In total 1,937 employees are fully vaccinated – a 272-person increase from early April, when only 78% of the agency’s employees had reported at least two shots – according to data shared at a VTA board meeting. The flood of newly reported vaccinations came ahead of an April 29 deadline requiring staff to get inoculated against COVID-19 or face possible termination.
VTA’s vaccine mandate comes months after most Bay Area transit agencies wielded the threat of terminations to boost their own inoculation rates.
BART and Muni resorted to firing or forcing the early retirement of a combined 127 employees, a small fraction of their staff, after enforcing mandates in the fall. Both agencies now report vaccination rates above 99%. AC Transit in the East Bay implemented its own vaccine mandates last month and reported a 91.5% vaccination rate — an increase from a self-reported tally of 52% in December when workers were not required to disclose vaccination status.
The VTA, which is its own special district, was not subject to South Bay city and county vaccine mandates that went into effect around eight months ago and sparked outcries from employee unions and lawsuits. That allowed the transit operator to keep its services running with only about 54% of its frontline workers vaccinated compared to upwards of 90% for other public agencies in Santa Clara County.
The rising vaccine rate may also bring some relief to immunocompromised passengers anxious about riding public transit amid rising case rates and as the VTA, along with most other transit agencies, ended mandatory masking policies last month.
“I’m not sure why 100% of VTA drivers aren’t vaccinated,” said Thom Mayer, 73, who rides VTA transit with a wheelchair and said high vaccination rates are particularly important for him.
Bus operators tie restraints to his wheelchair to keep it from tipping over, Mayer said. “They get up close and personal.”
The majority of newly reported vaccinations came from employees in the VTA’s largest labor union, the Amalgamated Transit Union, which represents bus drivers, light rail operators, and mechanics.

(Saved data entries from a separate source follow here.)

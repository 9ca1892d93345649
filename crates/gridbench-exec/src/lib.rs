// SPDX-License-Identifier: MIT OR Apache-2.0
//! Parallel execution contexts for gridbench
//!
//! An [`ExecutionContext`] owns a fixed pool of workers for the length of a
//! benchmark session. Callers submit a lazy [`Graph`] through
//! [`ExecutionContext::run_graph`], which blocks until every task has run,
//! returns the materialized [`ArrayResult`], and writes one [`Trace`] of
//! per-task timings.
//!
//! ```no_run
//! use gridbench_exec::{Block, ExecConfig, ExecutionContext, Graph};
//! use std::path::Path;
//!
//! let mut graph = Graph::new("sum", vec![]);
//! for i in 0..4 {
//!     graph.add_task(format!("part-{i}"), 0, move || Ok(Block::scalar(f64::from(i))));
//! }
//! let total = ExecutionContext::scoped(ExecConfig::new(2, 1), |ctx| {
//!     ctx.run_graph(&graph, Path::new("trace.json")).map(|(r, _)| r.sum())
//! });
//! ```

#![deny(missing_docs)]
#![deny(rust_2018_idioms)]
#![deny(clippy::pedantic)]
#![deny(clippy::nursery)]

/// Worker pool lifecycle and graph evaluation
pub mod context;
/// Error types
pub mod error;
/// Computation graphs
pub mod graph;
/// Performance traces
pub mod trace;

pub use context::{CancelToken, ExecConfig, ExecutionContext};
pub use error::{ExecError, TaskError};
pub use graph::{ArrayResult, Block, Graph, Task};
pub use trace::{SchedulerEvent, TaskRecord, Trace, TraceHandle};
// SPDX-License-Identifier: MIT OR Apache-2.0
//! # gridbench-cli
//!
//! Command-line interface for gridbench: persist a synthetic grid in two
//! storage encodings and time a windowed reduction over each.
//!
//! ## Usage
//!
//! ```bash
//! # Sweep the default strategies
//! gridbench sweep
//!
//! # Sweep chosen strategies on a smaller grid, stopping at the first failure
//! gridbench --time 100 sweep --strategy tiny=10x18x36 --strategy 100x45x90 --fail-fast
//!
//! # Persist, then benchmark, one geometry
//! gridbench write --chunks 10x18x36
//! gridbench bench --chunks 10x18x36
//!
//! # Whole-grid mean of an in-memory chunked grid
//! gridbench mean
//! ```
//!
//! ## Subcommands
//!
//! | Command | Description |
//! |---------|-------------|
//! | `sweep` | Write and benchmark every strategy, then print a comparison table |
//! | `write` | Write both artifacts for one geometry |
//! | `bench` | Benchmark existing artifacts for one geometry |
//! | `mean` | Mean over every axis of an in-memory chunked grid |
//!
//! Flags given on the command line override values from `--config`, which
//! override the subcommand's defaults. `mean` defaults to a 365x100x100 grid
//! on 2 workers of 1 thread; every other subcommand uses the full grid.

#![warn(missing_docs)]

use anyhow::Context;
use clap::{Args, Parser, Subcommand};
use gridbench::{BenchConfig, ChunkGeometry, GridSpec, Strategy};
use std::path::PathBuf;
use tracing_subscriber::{EnvFilter, Layer, fmt, layer::SubscriberExt, util::SubscriberInitExt};

/// Parsed command line
#[derive(Debug, Parser)]
#[command(name = "gridbench")]
#[command(version, about, long_about = None)]
pub struct Cli {
    /// Settings shared by every subcommand
    #[command(flatten)]
    pub global: GlobalArgs,

    /// Subcommand to run
    #[command(subcommand)]
    pub command: Command,
}

/// Flags accepted before any subcommand
#[derive(Debug, Default, Args)]
pub struct GlobalArgs {
    /// TOML configuration file
    #[arg(long, value_name = "FILE")]
    pub config: Option<PathBuf>,

    /// Artifact directory
    #[arg(long, value_name = "DIR")]
    pub data_dir: Option<PathBuf>,

    /// Trace directory
    #[arg(long, value_name = "DIR")]
    pub trace_dir: Option<PathBuf>,

    /// Worker count
    #[arg(long)]
    pub workers: Option<usize>,

    /// Threads per worker
    #[arg(long)]
    pub threads_per_worker: Option<usize>,

    /// Total memory budget in bytes
    #[arg(long, value_name = "BYTES")]
    pub memory_limit: Option<u64>,

    /// Seed for synthesized values
    #[arg(long)]
    pub seed: Option<u64>,

    /// Time steps in the grid
    #[arg(long)]
    pub time: Option<usize>,

    /// Latitude samples in the grid
    #[arg(long)]
    pub lat: Option<usize>,

    /// Longitude samples in the grid
    #[arg(long)]
    pub lon: Option<usize>,

    /// Per-graph timeout in seconds
    #[arg(long, value_name = "S")]
    pub timeout_secs: Option<f64>,

    /// Only log warnings and errors
    #[arg(short, long)]
    pub quiet: bool,
}

/// Subcommands
#[derive(Debug, Subcommand)]
pub enum Command {
    /// Write and benchmark every strategy
    Sweep {
        /// Strategy as [NAME=]TIMExLATxLON (repeatable; default: configured strategies)
        #[arg(long = "strategy", value_name = "[NAME=]TxYxX")]
        strategies: Vec<Strategy>,

        /// Stop at the first failing strategy
        #[arg(long)]
        fail_fast: bool,
    },
    /// Write both artifacts for one geometry
    Write {
        /// Chunk geometry as TIMExLATxLON
        #[arg(long, value_name = "TxYxX")]
        chunks: ChunkGeometry,
    },
    /// Benchmark previously written artifacts
    Bench {
        /// Chunk geometry as TIMExLATxLON
        #[arg(long, value_name = "TxYxX")]
        chunks: ChunkGeometry,
    },
    /// Mean over every axis of an in-memory chunked grid
    Mean {
        /// Chunk geometry as TIMExLATxLON
        #[arg(long, value_name = "TxYxX", default_value = "50x25x25")]
        chunks: ChunkGeometry,
    },
}

impl Command {
    /// Settings the subcommand starts from before `--config` and flags.
    #[must_use]
    pub fn defaults(&self) -> BenchConfig {
        match self {
            Self::Mean { .. } => BenchConfig {
                grid: GridSpec::with_shape(365, 100, 100),
                workers: 2,
                threads_per_worker: 1,
                ..BenchConfig::default()
            },
            Self::Sweep { .. } | Self::Write { .. } | Self::Bench { .. } => BenchConfig::default(),
        }
    }
}

impl GlobalArgs {
    /// Load `--config` over the default configuration and apply
    /// command-line overrides.
    ///
    /// # Errors
    ///
    /// Returns an error if the file cannot be loaded or the merged
    /// configuration is invalid.
    pub fn resolve(&self) -> anyhow::Result<BenchConfig> {
        self.resolve_over(BenchConfig::default())
    }

    /// Load `--config` over `base` and apply command-line overrides.
    ///
    /// # Errors
    ///
    /// Returns an error if the file cannot be loaded or the merged
    /// configuration is invalid.
    pub fn resolve_over(&self, base: BenchConfig) -> anyhow::Result<BenchConfig> {
        let mut config = match &self.config {
            Some(path) => BenchConfig::load_over(path, &base)
                .with_context(|| format!("loading config {}", path.display()))?,
            None => base,
        };
        self.apply(&mut config);
        config.validate().context("invalid configuration")?;
        Ok(config)
    }

    fn apply(&self, config: &mut BenchConfig) {
        if let Some(dir) = &self.data_dir {
            config.artifact_root.clone_from(dir);
        }
        if let Some(dir) = &self.trace_dir {
            config.trace_dir.clone_from(dir);
        }
        if let Some(n) = self.workers {
            config.workers = n;
        }
        if let Some(n) = self.threads_per_worker {
            config.threads_per_worker = n;
        }
        if let Some(bytes) = self.memory_limit {
            config.memory_limit_bytes = Some(bytes);
        }
        if self.seed.is_some() {
            config.seed = self.seed;
        }
        if let Some(n) = self.time {
            config.grid.time_len = n;
        }
        if let Some(n) = self.lat {
            config.grid.lat.count = n;
        }
        if let Some(n) = self.lon {
            config.grid.lon.count = n;
        }
        if self.timeout_secs.is_some() {
            config.timeout_secs = self.timeout_secs;
        }
    }
}

/// Install the stderr log subscriber.
///
/// `RUST_LOG` wins when set; otherwise gridbench crates log at `info`, or
/// at `warn` when `quiet`.
pub fn init_tracing(quiet: bool) {
    let default = if quiet { "warn" } else { "warn,gridbench=info" };
    let _ = tracing_subscriber::registry()
        .with(
            fmt::layer()
                .with_writer(std::io::stderr)
                .with_target(false)
                .with_filter(
                    EnvFilter::try_from_default_env().unwrap_or_else(|_| EnvFilter::new(default)),
                ),
        )
        .try_init();
}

In total, about 169 employees have not provided proof of at least a single dose of vaccine, while 70 of those workers have received vaccination exemptions on religious or medical grounds, leaving around 99 people facing possible firings. The holdouts will soon receive letters in the mail notifying them of the VTA’s disciplinary plans, including possible termination, and enter into a hearing process where they can seek to oppose termination.
Meanwhile, four VTA employees chose to retire early rather than submit to the jab, VTA official Jim Lawson said during a board meeting last week.
John Courtney, president of the ATU union, said the VTA should be trying to accommodate unvaccinated employees with a weekly testing option to avoid firing drivers who have dedicated years of their lives to the agency and kept Santa Clara County moving during the depths of the pandemic. Caltrain and Los Angeles Metro, the largest transit agency in the state, have allowed testing options for unvaccinated workers to stave off firings.
“They’re not backing off. They’ve pushed so many people into a corner,” said Courtney. “These numbers are people, human beings with jobs and families,” he added.